Nuclear dynamics near conical intersections in the adiabatic representation: I. The effects of local topography on interstate transitions

The local topography of a conical intersection can be represented by four parameters, readily determined from multireference configuration interaction wave functions, describing the pitch and tilt of the double cone. The time-dependent Schrodinger equation is solved in the vicinity of a conical intersection in the adiabatic basis using an approach tailored to this representation. It is shown that an adiabatic state treatment, which offers conceptual advantages is, in the appropriate set of internal coordinates, not qualitatively more difficult than the equivalent calculation in a diabatic basis. The present treatment is fully hermitian and takes full account of the geometric phase effect being, for example, gauge invariant (in the infinite basis limit) and could be used to develop a fully adiabatic description of nonadiabatic dynamics.
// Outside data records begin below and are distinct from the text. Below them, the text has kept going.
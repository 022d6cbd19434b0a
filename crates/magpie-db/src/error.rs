//! Database error types.

use thiserror::Error;

/// Database-specific errors.
#[derive(Debug, Error)]
pub enum DatabaseError {
    /// Failed to open or create database connection.
    #[error("failed to open database: {0}")]
    Open(String),

    /// Migration execution failed.
    #[error("migration failed: {0}")]
    Migration(String),

    /// Failed to decode database value.
    #[error("decode error: {0}")]
    Decode(String),

    /// Underlying `SQLx` error.
    #[error("database error: {0}")]
    Sqlx(#[from] sqlx::Error),

    /// I/O error during database operations.
    #[error("I/O error: {0}")]
    Io(#[from] std::io::Error),
}

/// Result type alias for database operations.
pub type Result<T> = std::result::Result<T, DatabaseError>;
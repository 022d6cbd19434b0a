//! Magpie Database Layer
//!
//! Provides `SQLite` storage for scraped job listings and details, using
//! `SQLx` with embedded, versioned migrations.
//!
//! # Architecture
//!
//! - **Migrations**: SQL migrations are embedded and applied on startup
//! - **Upserts**: all writes overwrite by `job_id`, so repeated scrape runs
//!   converge instead of duplicating rows
//! - **Contract**: the [`JobRepository`] trait is what the orchestrator
//!   consumes; [`Database`] is its `SQLite` implementation
//!
//! # Example
//!
//! ```ignore
//! use magpie_db::Database;
//!
//! let db = Database::new("magpie.db").await?;
//! db.run_migrations().await?;
//! ```

#![warn(missing_docs)]
#![warn(clippy::all)]
#![warn(clippy::pedantic)]
#![allow(clippy::module_name_repetitions)]
#![allow(clippy::missing_errors_doc)]
#![allow(clippy::missing_panics_doc)]

pub mod connection;
pub mod details;
pub mod error;
pub mod listings;
pub mod migrations;
pub mod repository;

// Re-export commonly used types
pub use error::{DatabaseError, Result};
pub use repository::JobRepository;

use sqlx::{Pool, Sqlite};
use std::path::Path;

/// High-level database handle.
///
/// Wraps the connection pool and exposes migration management plus the
/// [`JobRepository`] contract implementation.
#[derive(Debug)]
pub struct Database {
    pool: Pool<Sqlite>,
}

impl Database {
    /// Open the database at the given path, creating the file if missing.
    ///
    /// # Arguments
    /// * `path` - Path to the database file (or `:memory:` for in-memory)
    ///
    /// # Errors
    /// Returns `DatabaseError` if the database cannot be opened.
    pub async fn new(path: impl AsRef<Path>) -> Result<Self> {
        let pool = connection::open_pool(path).await?;
        Ok(Self { pool })
    }

    /// Run all pending database migrations.
    ///
    /// This should be called after creating a new database instance to
    /// ensure the schema is up to date.
    ///
    /// # Errors
    /// Returns `DatabaseError::Migration` if any migration fails.
    pub async fn run_migrations(&self) -> Result<()> {
        migrations::run_migrations(&self.pool).await
    }

    /// Get the current schema version.
    ///
    /// Returns the highest applied migration version.
    ///
    /// # Errors
    /// Returns `DatabaseError` if the version cannot be queried.
    pub async fn get_schema_version(&self) -> Result<i64> {
        migrations::get_schema_version(&self.pool).await
    }

    /// Get a reference to the underlying connection pool.
    #[must_use]
    pub fn pool(&self) -> &Pool<Sqlite> {
        &self.pool
    }

    /// Close the connection pool gracefully.
    pub async fn close(&self) {
        self.pool.close().await;
        tracing::info!("Database pool closed");
    }
}

#[cfg(test)]
mod tests {
    use super::*;

    #[tokio::test]
    async fn test_database_creation() {
        let db = Database::new(":memory:").await.expect("create database");

        sqlx::query("SELECT 1")
            .execute(db.pool())
            .await
            .expect("execute probe query");
    }

    #[tokio::test]
    async fn test_database_schema() {
        let db = Database::new(":memory:").await.expect("create database");
        db.run_migrations().await.expect("run migrations");

        let tables: Vec<String> = sqlx::query_scalar(
            "SELECT name FROM sqlite_master WHERE type='table' AND name NOT LIKE 'sqlite_%' AND name != '_sqlx_migrations' ORDER BY name"
        )
        .fetch_all(db.pool())
        .await
        .expect("query tables");

        assert_eq!(tables, vec!["job_details", "job_listings"]);

        let listing_columns: Vec<String> =
            sqlx::query_scalar("SELECT name FROM pragma_table_info('job_listings') ORDER BY cid")
                .fetch_all(db.pool())
                .await
                .expect("query columns");

        assert_eq!(
            listing_columns,
            vec![
                "job_id",
                "title",
                "detail_url",
                "summary",
                "company",
                "location",
                "country_code",
                "listed_at",
                "salary",
                "work_type",
                "classification",
                "sub_classification",
                "work_arrangements",
                "updated_at"
            ]
        );
    }

    #[tokio::test]
    async fn test_database_close() {
        let db = Database::new(":memory:").await.expect("create database");
        db.close().await; // Should not panic
    }
}
//! Shared record types for the magpie job scraper.
//!
//! This module defines the identifier newtype and the two record snapshots
//! that flow between extraction, orchestration, and storage.

use crate::error::MagpieError;
use chrono::{DateTime, Utc};
use serde::{Deserialize, Serialize};
use std::fmt;

/// Newtype for job identifiers with validation.
///
/// Job ids come from the remote source and are the stable key for both the
/// listing row and its detail row; re-scraping the same posting must produce
/// the same id. The only local constraint is that an id is non-empty.
#[derive(Debug, Clone, PartialEq, Eq, Hash, Serialize, Deserialize)]
#[serde(transparent)]
pub struct JobId(String);

impl JobId {
    /// Create a new `JobId` from a string.
    ///
    /// # Errors
    /// Returns error if the id is empty or whitespace-only.
    pub fn new(id: impl Into<String>) -> Result<Self, MagpieError> {
        let id = id.into();
        if id.trim().is_empty() {
            return Err(MagpieError::Validation(
                "job id must be a non-empty string".to_string(),
            ));
        }
        Ok(Self(id))
    }

    /// Get the inner string value.
    #[must_use]
    pub fn as_str(&self) -> &str {
        &self.0
    }
}

impl fmt::Display for JobId {
    fn fmt(&self, f: &mut fmt::Formatter<'_>) -> fmt::Result {
        write!(f, "{}", self.0)
    }
}

/// How listing pages are addressed on the remote source.
///
/// The pagination engine passes this through untouched; only the site
/// adapter's URL building interprets it.
#[derive(Debug, Clone, Copy, PartialEq, Eq, Serialize, Deserialize)]
#[serde(rename_all = "snake_case")]
pub enum TraversalMode {
    /// Walk the site's category landing pages.
    Category,
    /// Walk a saved search-filter path.
    Filter,
}

impl fmt::Display for TraversalMode {
    fn fmt(&self, f: &mut fmt::Formatter<'_>) -> fmt::Result {
        match self {
            Self::Category => write!(f, "category"),
            Self::Filter => write!(f, "filter"),
        }
    }
}

/// A job listing discovered during phase one.
///
/// Immutable snapshot of one search result. The repository overwrites by
/// `job_id` on re-scrape, so a listing never duplicates across runs.
#[derive(Debug, Clone, PartialEq, Serialize, Deserialize)]
pub struct JobListing {
    /// Stable identifier assigned by the remote source
    pub job_id: JobId,
    /// Posting title
    pub title: String,
    /// URL of the posting's detail page
    pub detail_url: String,
    /// Teaser text shown in search results
    pub summary: String,
    /// Advertising company
    pub company: String,
    /// Human-readable location label(s)
    pub location: String,
    /// ISO country code of the first location
    pub country_code: String,
    /// When the posting was listed
    pub listed_at: DateTime<Utc>,
    /// Advertised salary label, if shown
    pub salary: Option<String>,
    /// Work type(s), e.g. full time
    pub work_type: Option<String>,
    /// Job classification description(s)
    pub classification: Option<String>,
    /// Job sub-classification description(s)
    pub sub_classification: Option<String>,
    /// Remote/hybrid/on-site arrangement text
    pub work_arrangements: Option<String>,
}

/// Detail fetched for a listing during phase two.
///
/// Keyed by the same `job_id` as its listing; only ever created for an id
/// previously observed as a `JobListing`.
#[derive(Debug, Clone, PartialEq, Serialize, Deserialize)]
pub struct JobDetail {
    /// Identifier of the listing this detail belongs to
    pub job_id: JobId,
    /// Posting status as reported by the source
    pub status: String,
    /// Whether the posting has expired
    pub is_expired: bool,
    /// Full posting body as readable text
    pub content: String,
    /// Whether the advertiser is verified, when reported
    pub is_verified: Option<bool>,
    /// When the posting expires, when reported
    pub expires_at: Option<DateTime<Utc>>,
}

#[cfg(test)]
mod tests {
    use super::*;

    #[test]
    fn test_job_id_valid() {
        let id = JobId::new("82140266").expect("valid job id");
        assert_eq!(id.as_str(), "82140266");
        assert_eq!(id.to_string(), "82140266");
    }

    #[test]
    fn test_job_id_rejects_empty() {
        assert!(JobId::new("").is_err());
        assert!(JobId::new("   ").is_err());
    }

    #[test]
    fn test_job_id_serde_transparent() {
        let id = JobId::new("123").expect("valid job id");
        let json = serde_json::to_string(&id).expect("serialize job id");
        assert_eq!(json, "\"123\"");

        let parsed: JobId = serde_json::from_str("\"456\"").expect("parse job id");
        assert_eq!(parsed.as_str(), "456");
    }

    #[test]
    fn test_traversal_mode_display() {
        assert_eq!(TraversalMode::Category.to_string(), "category");
        assert_eq!(TraversalMode::Filter.to_string(), "filter");
    }
}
The gauge invariant formulation provides interesting insights into the consequences of neglecting the geometric phase. The algorithm is used to study the effects of the double cone's topography on the outcome of a nonadiabatic transition. Transitions from both the upper state to the lower state and from the lower state to upper state are considered for representative sets of conical parameters. The effects of the local topography on the outcome of nonadiabatic transitions can be dramatic. (C) 2001 American Institute of Physics.